##### Data for this exercise
use std::net::SocketAddr;
use std::path::PathBuf;
use std::sync::Arc;
use std::sync::atomic::Ordering;

use anyhow::Context;
use clap::{Parser, Subcommand};
use tracing::info;

use sovereign_operator::config::Config;
use sovereign_operator::intake::IntakeService;
use sovereign_operator::llm::create_provider;
use sovereign_operator::policy::Policy;
use sovereign_operator::queue::JobQueue;
use sovereign_operator::server::{AppState, api_routes};
use sovereign_operator::store::{Ledger, LibSqlLedger};
use sovereign_operator::tools::{CommandRunner, GitCli, ShellRunner};
use sovereign_operator::worker::{LlmPlanner, Planner, StaticPlanner, Worker, WorkerDeps};

#[derive(Parser)]
#[command(name = "sovereign")]
#[command(about = "Policy-gated job pipeline: HTTP intake and a single worker")]
struct Cli {
    /// Capability policy YAML (overrides POLICY_PATH)
    #[arg(long, global = true)]
    policy: Option<PathBuf>,

    /// Run ledger database file (overrides DB_PATH)
    #[arg(long, global = true)]
    db: Option<PathBuf>,

    /// Job queue directory (overrides JOBS_DIR)
    #[arg(long, global = true)]
    jobs_dir: Option<PathBuf>,

    #[command(subcommand)]
    command: Command,
}

#[derive(Subcommand)]
enum Command {
    /// Serve the HTTP intake API
    Serve {
        /// Listen address (overrides SOVEREIGN_BIND)
        #[arg(long)]
        bind: Option<SocketAddr>,
    },
    /// Process queued jobs
    Worker {
        /// Process at most one job, then exit
        #[arg(long)]
        once: bool,
    },
}

#[tokio::main]
async fn main() -> anyhow::Result<()> {
    tracing_subscriber::fmt()
        .with_env_filter(
            tracing_subscriber::EnvFilter::try_from_default_env()
                .unwrap_or_else(|_| tracing_subscriber::EnvFilter::new("info")),
        )
        .with_target(false)
        .init();

    let cli = Cli::parse();

    let mut config = Config::from_env()?;
    if let Some(path) = cli.policy {
        config.policy_path = path;
    }
    if let Some(path) = cli.db {
        config.db_path = path;
    }
    if let Some(dir) = cli.jobs_dir {
        config.jobs_dir = dir;
    }

    eprintln!("Sovereign operator v{}", env!("CARGO_PKG_VERSION"));
    eprintln!("   Policy: {}", config.policy_path.display());
    eprintln!("   Database: {}", config.db_path.display());
    eprintln!("   Jobs: {}", config.jobs_dir.display());

    let policy = Arc::new(
        Policy::load(&config.policy_path)
            .with_context(|| format!("loading policy {}", config.policy_path.display()))?,
    );
    let ledger: Arc<dyn Ledger> = Arc::new(
        LibSqlLedger::new_local(&config.db_path)
            .await
            .with_context(|| format!("opening database {}", config.db_path.display()))?,
    );
    let queue = JobQueue::new(&config.jobs_dir);

    match cli.command {
        Command::Serve { bind } => {
            let addr = bind.unwrap_or(config.bind);
            let intake = IntakeService::new(policy, ledger, queue);
            let app = api_routes(AppState::new(intake));

            let listener = tokio::net::TcpListener::bind(addr)
                .await
                .with_context(|| format!("binding {addr}"))?;
            eprintln!("   API: http://{}/v1/chat", addr);
            info!(addr = %addr, "listening");

            axum::serve(listener, app)
                .with_graceful_shutdown(async {
                    let _ = tokio::signal::ctrl_c().await;
                    info!("Shutdown requested");
                })
                .await?;
        }
        Command::Worker { once } => {
            let runner: Arc<dyn CommandRunner> = Arc::new(ShellRunner::new());
            let planner: Arc<dyn Planner> = if config.llm_planning {
                Arc::new(LlmPlanner::new(create_provider(config.llm.as_ref())))
            } else {
                Arc::new(StaticPlanner)
            };
            eprintln!("   Probe: {}", config.probe_command);
            eprintln!(
                "   Planner: {}",
                if config.llm_planning { "llm" } else { "static" }
            );

            let worker = Worker::new(WorkerDeps {
                policy,
                ledger,
                queue,
                vcs: Arc::new(GitCli::new(Arc::clone(&runner))),
                runner,
                planner,
                probe_command: config.probe_command,
                poll_interval: config.poll_interval,
            });

            if once {
                let processed = worker.run_once().await?;
                info!(processed, "Single pass finished");
                return Ok(());
            }

            let shutdown = worker.shutdown_flag();
            tokio::spawn(async move {
                if tokio::signal::ctrl_c().await.is_ok() {
                    info!("Shutdown requested, finishing current job");
                    shutdown.store(true, Ordering::Relaxed);
                }
            });
            worker.run().await;
        }
    }

    Ok(())
}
##########
Exercise
All of the entries must be given again, word for word.

Response
use std::net::SocketAddr;
use std::path::PathBuf;
use std::sync::Arc;
use std::sync::atomic::Ordering;

use anyhow::Context;
use clap::{Parser, Subcommand};
use tracing::info;

use sovereign_operator::config::Config;
use sovereign_operator::intake::IntakeService;
use sovereign_operator::llm::create_provider;
use sovereign_operator::policy::Policy;
use sovereign_operator::queue::JobQueue;
use sovereign_operator::server::{AppState, api_routes};
use sovereign_operator::store::{Ledger, LibSqlLedger};
use sovereign_operator::tools::{CommandRunner, GitCli, ShellRunner};
use sovereign_operator::worker::{LlmPlanner, Planner, StaticPlanner, Worker, WorkerDeps};

#[derive(Parser)]
#[command(name = "sovereign")]
#[command(about = "Policy-gated job pipeline: HTTP intake and a single worker")]
struct Cli {
    /// Capability policy YAML (overrides POLICY_PATH)
    #[arg(long, global = true)]
    policy: Option<PathBuf>,

    /// Run ledger database file (overrides DB_PATH)
    #[arg(long, global = true)]
    db: Option<PathBuf>,

    /// Job queue directory (overrides JOBS_DIR)
    #[arg(long, global = true)]
    jobs_dir: Option<PathBuf>,

    #[command(subcommand)]
    command: Command,
}

#[derive(Subcommand)]
enum Command {
    /// Serve the HTTP intake API
    Serve {
        /// Listen address (overrides SOVEREIGN_BIND)
        #[arg(long)]
        bind: Option<SocketAddr>,
    },
    /// Process queued jobs
    Worker {
        /// Process at most one job, then exit
        #[arg(long)]
        once: bool,
    },
}

#[tokio::main]
async fn main() -> anyhow::Result<()> {
    tracing_subscriber::fmt()
        .with_env_filter(
            tracing_subscriber::EnvFilter::try_from_default_env()
                .unwrap_or_else(|_| tracing_subscriber::EnvFilter::new("info")),
        )
        .with_target(false)
        .init();

    let cli = Cli::parse();

    let mut config = Config::from_env()?;
    if let Some(path) = cli.policy {
        config.policy_path = path;
    }
    if let Some(path) = cli.db {
        config.db_path = path;
    }
    if let Some(dir) = cli.jobs_dir {
        config.jobs_dir = dir;
    }

    eprintln!("Sovereign operator v{}", env!("CARGO_PKG_VERSION"));
    eprintln!("   Policy: {}", config.policy_path.display());
    eprintln!("   Database: {}", config.db_path.display());
    eprintln!("   Jobs: {}", config.jobs_dir.display());

    let policy = Arc::new(
        Policy::load(&config.policy_path)
            .with_context(|| format!("loading policy {}", config.policy_path.display()))?,
    );
    let ledger: Arc<dyn Ledger> = Arc::new(
        LibSqlLedger::new_local(&config.db_path)
            .await
            .with_context(|| format!("opening database {}", config.db_path.display()))?,
    );
    let queue = JobQueue::new(&config.jobs_dir);

    match cli.command {
        Command::Serve { bind } => {
            let addr = bind.unwrap_or(config.bind);
            let intake = IntakeService::new(policy, ledger, queue);
            let app = api_routes(AppState::new(intake));

            let listener = tokio::net::TcpListener::bind(addr)
                .await
                .with_context(|| format!("binding {addr}"))?;
            eprintln!("   API: http://{}/v1/chat", addr);
            info!(addr = %addr, "listening");

            axum::serve(listener, app)
                .with_graceful_shutdown(async {
                    let _ = tokio::signal::ctrl_c().await;
                    info!("Shutdown requested");
                })
                .await?;
        }
        Command::Worker { once } => {
            let runner: Arc<dyn CommandRunner> = Arc::new(ShellRunner::new());
            let planner: Arc<dyn Planner> = if config.llm_planning {
                Arc::new(LlmPlanner::new(create_provider(config.llm.as_ref())))
            } else {
                Arc::new(StaticPlanner)
            };
            eprintln!("   Probe: {}", config.probe_command);
            eprintln!(
                "   Planner: {}",
                if config.llm_planning { "llm" } else { "static" }
            );

            let worker = Worker::new(WorkerDeps {
                policy,
                ledger,
                queue,
                vcs: Arc::new(GitCli::new(Arc::clone(&runner))),
                runner,
                planner,
                probe_command: config.probe_command,
                poll_interval: config.poll_interval,
            });

            if once {
                let processed = worker.run_once().await?;
                info!(processed, "Single pass finished");
                return Ok(());
            }

            let shutdown = worker.shutdown_flag();
            tokio::spawn(async move {
                if tokio::signal::ctrl_c().await.is_ok() {
                    info!("Shutdown requested, finishing current job");
                    shutdown.store(true, Ordering::Relaxed);
                }
            });
            worker.run().await;
        }
    }

    Ok(())
}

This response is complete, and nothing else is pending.